Bronx-based blogger/artist/vlogger Jasmine Keitt’s forthcoming webcomic The Preternaturals blends occult and horror with fantasy/sci-fi elements. In this world, werewolves and vampires are real and some humans have super powers. Check out an excerpt of “Nae Nae & the Wolf Cub,” the first of three stories to be released before the comic’s October debut.
As I take my morning run across the city, I try to fight the tears, let the wind carry them off my face, but the weight of it all just becomes too heavy. I see it happening again and again in my head. The dogs just kept coming, one after another out of their holding pens in the underground tunnels where the 1 and 9 trains used to run, the smell of human blood in the air and on the pavement driving them crazy. I fought harder than I ever fought in my life, putting down one dog after another, and then…I heard Roberto scream.
I’m out for my morning run across the whole island of Manhattan at super speed before heading to classes. I go down Lexington Ave. from 116th to 59th, dashing across Fifth Avenue to the West Side, jump on the highway, and zoom all the way down until hitting old Tribeca, passing by the Holland Tunnel Checkpoint to leave the city. Only today…I got company with me: the werewolf cub from the fighting pits the night my older brother, Roberto, was killed. Its presence feels like a violation of my personal space. Usually running through the city, having the wind caress my face as I run with it, past it, become one with it…it helps me escape, get away, if only for a moment…until I see the cub running beside me, and I’m taken back to that night…
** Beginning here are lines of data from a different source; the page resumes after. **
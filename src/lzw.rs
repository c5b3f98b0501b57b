//! A standalone LZW coder with a dictionary that grows from a 256-entry
//! single-byte alphabet, 16-bit little-endian codes. Independent of the
//! DEFLATE critical path.
//!
//! The decode side indexes the dictionary with a `Vec<Vec<u8>>` arena, since
//! codes are assigned sequentially and a vector indexed by code is a
//! drop-in replacement for a map; the encode side looks candidate strings up
//! by value, so it uses a `HashMap<Vec<u8>, u16>` instead.

use std::collections::HashMap;

use crate::error::{DeflateError, Result};

const INITIAL_DICT_SIZE: usize = 256;

/// Encodes `data` into a sequence of 16-bit little-endian codes. Empty
/// input encodes to an empty byte sequence.
pub fn compress(data: &[u8]) -> Vec<u8> {
    if data.is_empty() {
        return Vec::new();
    }

    let mut dictionary: HashMap<Vec<u8>, u16> = (0..INITIAL_DICT_SIZE as u16)
        .map(|code| (vec![code as u8], code))
        .collect();
    let mut next_code: u16 = INITIAL_DICT_SIZE as u16;

    let mut out = Vec::new();
    let mut window: Vec<u8> = vec![data[0]];

    for &byte in &data[1..] {
        let mut candidate = window.clone();
        candidate.push(byte);

        if dictionary.contains_key(&candidate) {
            window = candidate;
            continue;
        }

        let code = dictionary[&window];
        out.extend_from_slice(&code.to_le_bytes());

        if next_code != u16::MAX {
            dictionary.insert(candidate, next_code);
            next_code += 1;
        }
        window = vec![byte];
    }

    let code = dictionary[&window];
    out.extend_from_slice(&code.to_le_bytes());
    out
}

/// Decodes a sequence of 16-bit little-endian codes produced by
/// [`compress`] back into the original bytes. Handles the classic KwKwK
/// case (a code that references the entry about to be created) by
/// reconstructing it from the previous string plus its own first byte.
pub fn decompress(encoded: &[u8]) -> Result<Vec<u8>> {
    if encoded.is_empty() {
        return Ok(Vec::new());
    }
    if encoded.len() % 2 != 0 {
        return Err(DeflateError::UnexpectedEnd);
    }

    let mut dictionary: Vec<Vec<u8>> = (0..INITIAL_DICT_SIZE as u16).map(|c| vec![c as u8]).collect();

    let mut out = Vec::new();
    let mut previous: Option<Vec<u8>> = None;

    for chunk in encoded.chunks_exact(2) {
        let code = u16::from_le_bytes([chunk[0], chunk[1]]);

        let entry: Vec<u8> = if let Some(existing) = dictionary.get(code as usize) {
            existing.clone()
        } else if code as usize == dictionary.len() {
            // KwKwK: the encoder emitted a code for the entry it was about
            // to add in the same step. Reconstruct it as prev + prev[0].
            let prev = previous.as_ref().ok_or(DeflateError::InvalidSymbol(code))?;
            let mut rebuilt = prev.clone();
            rebuilt.push(prev[0]);
            rebuilt
        } else {
            return Err(DeflateError::InvalidSymbol(code));
        };

        out.extend_from_slice(&entry);

        if let Some(prev) = &previous {
            let mut new_entry = prev.clone();
            new_entry.push(entry[0]);
            dictionary.push(new_entry);
        }

        previous = Some(entry);
    }

    Ok(out)
}

#[cfg(test)]
mod tests {
    use super::*;

    #[test]
    fn round_trips_simple_text() {
        let data = b"TOBEORNOTTOBEORTOBEORNOT";
        let encoded = compress(data);
        let decoded = decompress(&encoded).unwrap();
        assert_eq!(decoded, data);
    }

    #[test]
    fn round_trips_kwkwk_case() {
        // "ABABABA": after dictionary learns AB and ABA, the final segment
        // re-triggers the entry-not-yet-created special case.
        let data = b"ABABABA";
        let encoded = compress(data);
        let decoded = decompress(&encoded).unwrap();
        assert_eq!(decoded, data);
    }

    #[test]
    fn round_trips_single_byte() {
        let data = b"x";
        let encoded = compress(data);
        let decoded = decompress(&encoded).unwrap();
        assert_eq!(decoded, data);
    }

    #[test]
    fn empty_input_round_trips() {
        assert_eq!(decompress(&compress(b"")).unwrap(), b"");
    }

    #[test]
    fn odd_length_stream_is_rejected() {
        assert!(decompress(&[0x01]).is_err());
    }
}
Visit Keitt’s website to download the rest of the story and continue reading to hear about her inspiration for the series.
Midwest BSFA: How did you come up with the concept for The Preternaturals?
Keitt: I chose the name after looking up synonyms for “supernatural” and “paranormal”. I ended up going with the name to encompass all beings who are either supernatural creatures or enhanced humans.
Midwest BSFA: “Preternatural” means “beyond what is normal or natural.” Why did you choose that name?
Keitt: At first the name choice was entirely needy and a means to find a word that wouldn’t get me in any copyright trouble, but after more introspection, it seems apt that I’d use that word, given the topics I’ll be including in the series (gender, race, gentrification, etc).
Midwest BSFA: What has been your experience as a POC creator in “mainstream” comics and in comics communities as a fan?
Keitt: As a fan, it’s disturbing that PoC still have to fight for inclusivity in 2016 in the media we consume. I always knew that I wanted to create something comic related that I could relate to, and with advances in technology and art techniques, I’m able to bring my creation to life and share it with others.
Midwest BSFA: What works influence/have influenced you as a creator?
Keitt: A lot of mainstream and indie work has inspired me. There’s way too many to count.
Midwest BSFA: Why a webcomic (as opposed to something like a Kickstarter or Indiegogo campaign)? What do you see as the benefits of self-publishing/online publishing?
Keitt: I chose to go with a webcomic versus crowdfunding because for one, I don’t do comics for a living, and I currently don’t have the resources to give incentives for a campaign. The main reason is that I just really want to get my work out there, because I’ve spent too much time holding back for fear that it won’t be perfect. With a webcomic and these short stories, I can get my feet wet in publishing and share my stories a bit faster than waiting for a campaign to finish, and then what if I don’t hit my mark, y’know?
Midwest BSFA: What other projects are you working on right now?
Keitt: I’m currently working on volume 2 of my short stories series; I want to give people a sort of intro to the main characters and the world they’re in. I’m working to have that released on Free Comic Book Day (May 7th), and the final short story to be released in early summer.